(Data entries)
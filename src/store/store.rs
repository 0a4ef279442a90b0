//! SQLite-backed analytics store implementation.

use super::models::{
    ArtistRow, SongMatch, SongRow, SongplayCandidate, SongplayRow, StoreStats, TimeRow, UserRow,
};
use super::schema::VERSIONED_SCHEMAS;
use super::trait_def::AnalyticsStore;
use anyhow::{bail, Context, Result};
use rusqlite::{params, Connection, OptionalExtension};
use std::path::Path;
use std::sync::Mutex;

const BASE_DB_VERSION: i32 = 73;
const CURRENT_DB_VERSION: i32 = 0;

/// SQLite-backed analytics store. Holds the one long-lived connection for
/// the whole run.
pub struct SqliteAnalyticsStore {
    conn: Mutex<Connection>,
}

impl SqliteAnalyticsStore {
    pub fn new<P: AsRef<Path>>(db_path: P) -> Result<Self> {
        let conn = if db_path.as_ref().exists() {
            Connection::open_with_flags(
                db_path,
                rusqlite::OpenFlags::SQLITE_OPEN_READ_WRITE
                    | rusqlite::OpenFlags::SQLITE_OPEN_URI
                    | rusqlite::OpenFlags::SQLITE_OPEN_NO_MUTEX,
            )?
        } else {
            let conn = Connection::open(db_path)?;
            Self::create_schema(&conn)?;
            conn
        };

        let version: i32 = conn
            .query_row("PRAGMA user_version;", [], |row| row.get(0))
            .context("Failed to read database version")?;

        match version - BASE_DB_VERSION {
            0 => Self::validate_schema_0(&conn)?,
            _ => bail!("Unknown database version {}", version),
        }

        Ok(SqliteAnalyticsStore {
            conn: Mutex::new(conn),
        })
    }

    fn create_schema(conn: &Connection) -> Result<()> {
        for schema in VERSIONED_SCHEMAS {
            for table in schema.tables {
                conn.execute(table.schema, [])?;
                for index in table.indices {
                    conn.execute(index, [])?;
                }
            }
        }
        conn.execute(
            &format!(
                "PRAGMA user_version = {}",
                BASE_DB_VERSION + CURRENT_DB_VERSION
            ),
            [],
        )?;

        Ok(())
    }

    fn validate_schema_0(conn: &Connection) -> Result<()> {
        for table in VERSIONED_SCHEMAS[0].tables {
            let mut stmt = conn.prepare(&format!("PRAGMA table_info({});", table.name))?;
            let columns: Vec<String> = stmt
                .query_map([], |row| row.get(1))?
                .collect::<Result<_, _>>()?;

            if columns.is_empty() {
                bail!("Schema validation failed: missing table {}", table.name);
            }
        }

        Ok(())
    }

    fn count_rows(conn: &Connection) -> Result<StoreStats> {
        let songs: usize = conn.query_row("SELECT COUNT(*) FROM songs", [], |r| r.get(0))?;
        let artists: usize = conn.query_row("SELECT COUNT(*) FROM artists", [], |r| r.get(0))?;
        let users: usize = conn.query_row("SELECT COUNT(*) FROM users", [], |r| r.get(0))?;
        let time: usize = conn.query_row("SELECT COUNT(*) FROM time", [], |r| r.get(0))?;
        let songplays: usize =
            conn.query_row("SELECT COUNT(*) FROM songplays", [], |r| r.get(0))?;
        Ok(StoreStats {
            songs,
            artists,
            users,
            time,
            songplays,
        })
    }
}

impl AnalyticsStore for SqliteAnalyticsStore {
    fn begin_unit(&self) -> Result<()> {
        let conn = self.conn.lock().unwrap();
        conn.execute_batch("BEGIN IMMEDIATE;")
            .context("Failed to open unit of work")
    }

    fn commit_unit(&self) -> Result<()> {
        let conn = self.conn.lock().unwrap();
        conn.execute_batch("COMMIT;")
            .context("Failed to commit unit of work")
    }

    fn rollback_unit(&self) -> Result<()> {
        let conn = self.conn.lock().unwrap();
        conn.execute_batch("ROLLBACK;")
            .context("Failed to roll back unit of work")
    }

    fn upsert_song(&self, row: &SongRow) -> Result<()> {
        let conn = self.conn.lock().unwrap();
        let mut stmt = conn.prepare_cached(
            "INSERT OR REPLACE INTO songs (song_id, title, artist_id, year, duration)
             VALUES (?1, ?2, ?3, ?4, ?5)",
        )?;
        stmt.execute(params![
            row.song_id,
            row.title,
            row.artist_id,
            row.year,
            row.duration,
        ])?;
        Ok(())
    }

    fn upsert_artist(&self, row: &ArtistRow) -> Result<()> {
        let conn = self.conn.lock().unwrap();
        let mut stmt = conn.prepare_cached(
            "INSERT OR REPLACE INTO artists (artist_id, name, location, latitude, longitude)
             VALUES (?1, ?2, ?3, ?4, ?5)",
        )?;
        stmt.execute(params![
            row.artist_id,
            row.name,
            row.location,
            row.latitude,
            row.longitude,
        ])?;
        Ok(())
    }

    fn upsert_times(&self, rows: &[TimeRow]) -> Result<()> {
        let conn = self.conn.lock().unwrap();
        let mut stmt = conn.prepare_cached(
            "INSERT OR REPLACE INTO time (start_time, hour, day, week, month, year, weekday)
             VALUES (?1, ?2, ?3, ?4, ?5, ?6, ?7)",
        )?;
        for row in rows {
            stmt.execute(params![
                row.start_time,
                row.hour,
                row.day,
                row.week,
                row.month,
                row.year,
                row.weekday,
            ])?;
        }
        Ok(())
    }

    fn upsert_users(&self, rows: &[UserRow]) -> Result<()> {
        let conn = self.conn.lock().unwrap();
        let mut stmt = conn.prepare_cached(
            "INSERT INTO users (user_id, first_name, last_name, gender, level)
             VALUES (?1, ?2, ?3, ?4, ?5)
             ON CONFLICT(user_id) DO UPDATE SET
               first_name = excluded.first_name,
               last_name = excluded.last_name,
               gender = excluded.gender,
               level = excluded.level",
        )?;
        for row in rows {
            stmt.execute(params![
                row.user_id,
                row.first_name,
                row.last_name,
                row.gender,
                row.level,
            ])?;
        }
        Ok(())
    }

    fn match_song(&self, title: &str, artist: &str, duration: f64) -> Result<Option<SongMatch>> {
        let conn = self.conn.lock().unwrap();
        let mut stmt = conn.prepare_cached(
            "SELECT s.song_id, a.artist_id
             FROM songs s
             JOIN artists a ON s.artist_id = a.artist_id
             WHERE s.title = ?1 AND a.name = ?2 AND s.duration = ?3
             LIMIT 2",
        )?;
        let mut rows = stmt.query(params![title, artist, duration])?;

        let first = match rows.next()? {
            Some(row) => SongMatch {
                song_id: row.get(0)?,
                artist_id: row.get(1)?,
            },
            None => return Ok(None),
        };
        // More than one hit means the lookup is ambiguous.
        if rows.next()?.is_some() {
            return Ok(None);
        }

        Ok(Some(first))
    }

    fn insert_songplay(
        &self,
        candidate: &SongplayCandidate,
        matched: Option<&SongMatch>,
    ) -> Result<()> {
        let conn = self.conn.lock().unwrap();
        let mut stmt = conn.prepare_cached(
            "INSERT INTO songplays (songplay_id, start_time, user_id, level, song_id, artist_id, session_id, location, user_agent)
             VALUES (?1, ?2, ?3, ?4, ?5, ?6, ?7, ?8, ?9)",
        )?;
        stmt.execute(params![
            candidate.songplay_id,
            candidate.start_time,
            candidate.user_id,
            candidate.level,
            matched.map(|m| m.song_id.as_str()),
            matched.map(|m| m.artist_id.as_str()),
            candidate.session_id,
            candidate.location,
            candidate.user_agent,
        ])?;
        Ok(())
    }

    fn get_song(&self, song_id: &str) -> Result<Option<SongRow>> {
        let conn = self.conn.lock().unwrap();
        let mut stmt = conn.prepare_cached(
            "SELECT song_id, title, artist_id, year, duration FROM songs WHERE song_id = ?1",
        )?;
        let result = stmt
            .query_row(params![song_id], |row| {
                Ok(SongRow {
                    song_id: row.get(0)?,
                    title: row.get(1)?,
                    artist_id: row.get(2)?,
                    year: row.get(3)?,
                    duration: row.get(4)?,
                })
            })
            .optional()?;
        Ok(result)
    }

    fn get_user(&self, user_id: &str) -> Result<Option<UserRow>> {
        let conn = self.conn.lock().unwrap();
        let mut stmt = conn.prepare_cached(
            "SELECT user_id, first_name, last_name, gender, level FROM users WHERE user_id = ?1",
        )?;
        let result = stmt
            .query_row(params![user_id], |row| {
                Ok(UserRow {
                    user_id: row.get(0)?,
                    first_name: row.get(1)?,
                    last_name: row.get(2)?,
                    gender: row.get(3)?,
                    level: row.get(4)?,
                })
            })
            .optional()?;
        Ok(result)
    }

    fn list_songplays(&self) -> Result<Vec<SongplayRow>> {
        let conn = self.conn.lock().unwrap();
        let mut stmt = conn.prepare_cached(
            "SELECT songplay_id, start_time, user_id, level, song_id, artist_id, session_id, location, user_agent
             FROM songplays ORDER BY rowid",
        )?;
        let rows = stmt
            .query_map([], |row| {
                Ok(SongplayRow {
                    songplay_id: row.get(0)?,
                    start_time: row.get(1)?,
                    user_id: row.get(2)?,
                    level: row.get(3)?,
                    song_id: row.get(4)?,
                    artist_id: row.get(5)?,
                    session_id: row.get(6)?,
                    location: row.get(7)?,
                    user_agent: row.get(8)?,
                })
            })?
            .collect::<Result<_, _>>()?;
        Ok(rows)
    }

    fn stats(&self) -> Result<StoreStats> {
        let conn = self.conn.lock().unwrap();
        Self::count_rows(&conn)
    }
}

# TASK
A single figure is required: the number of lines in the entries above that include the word "location".

# WRITTEN ANSWER
6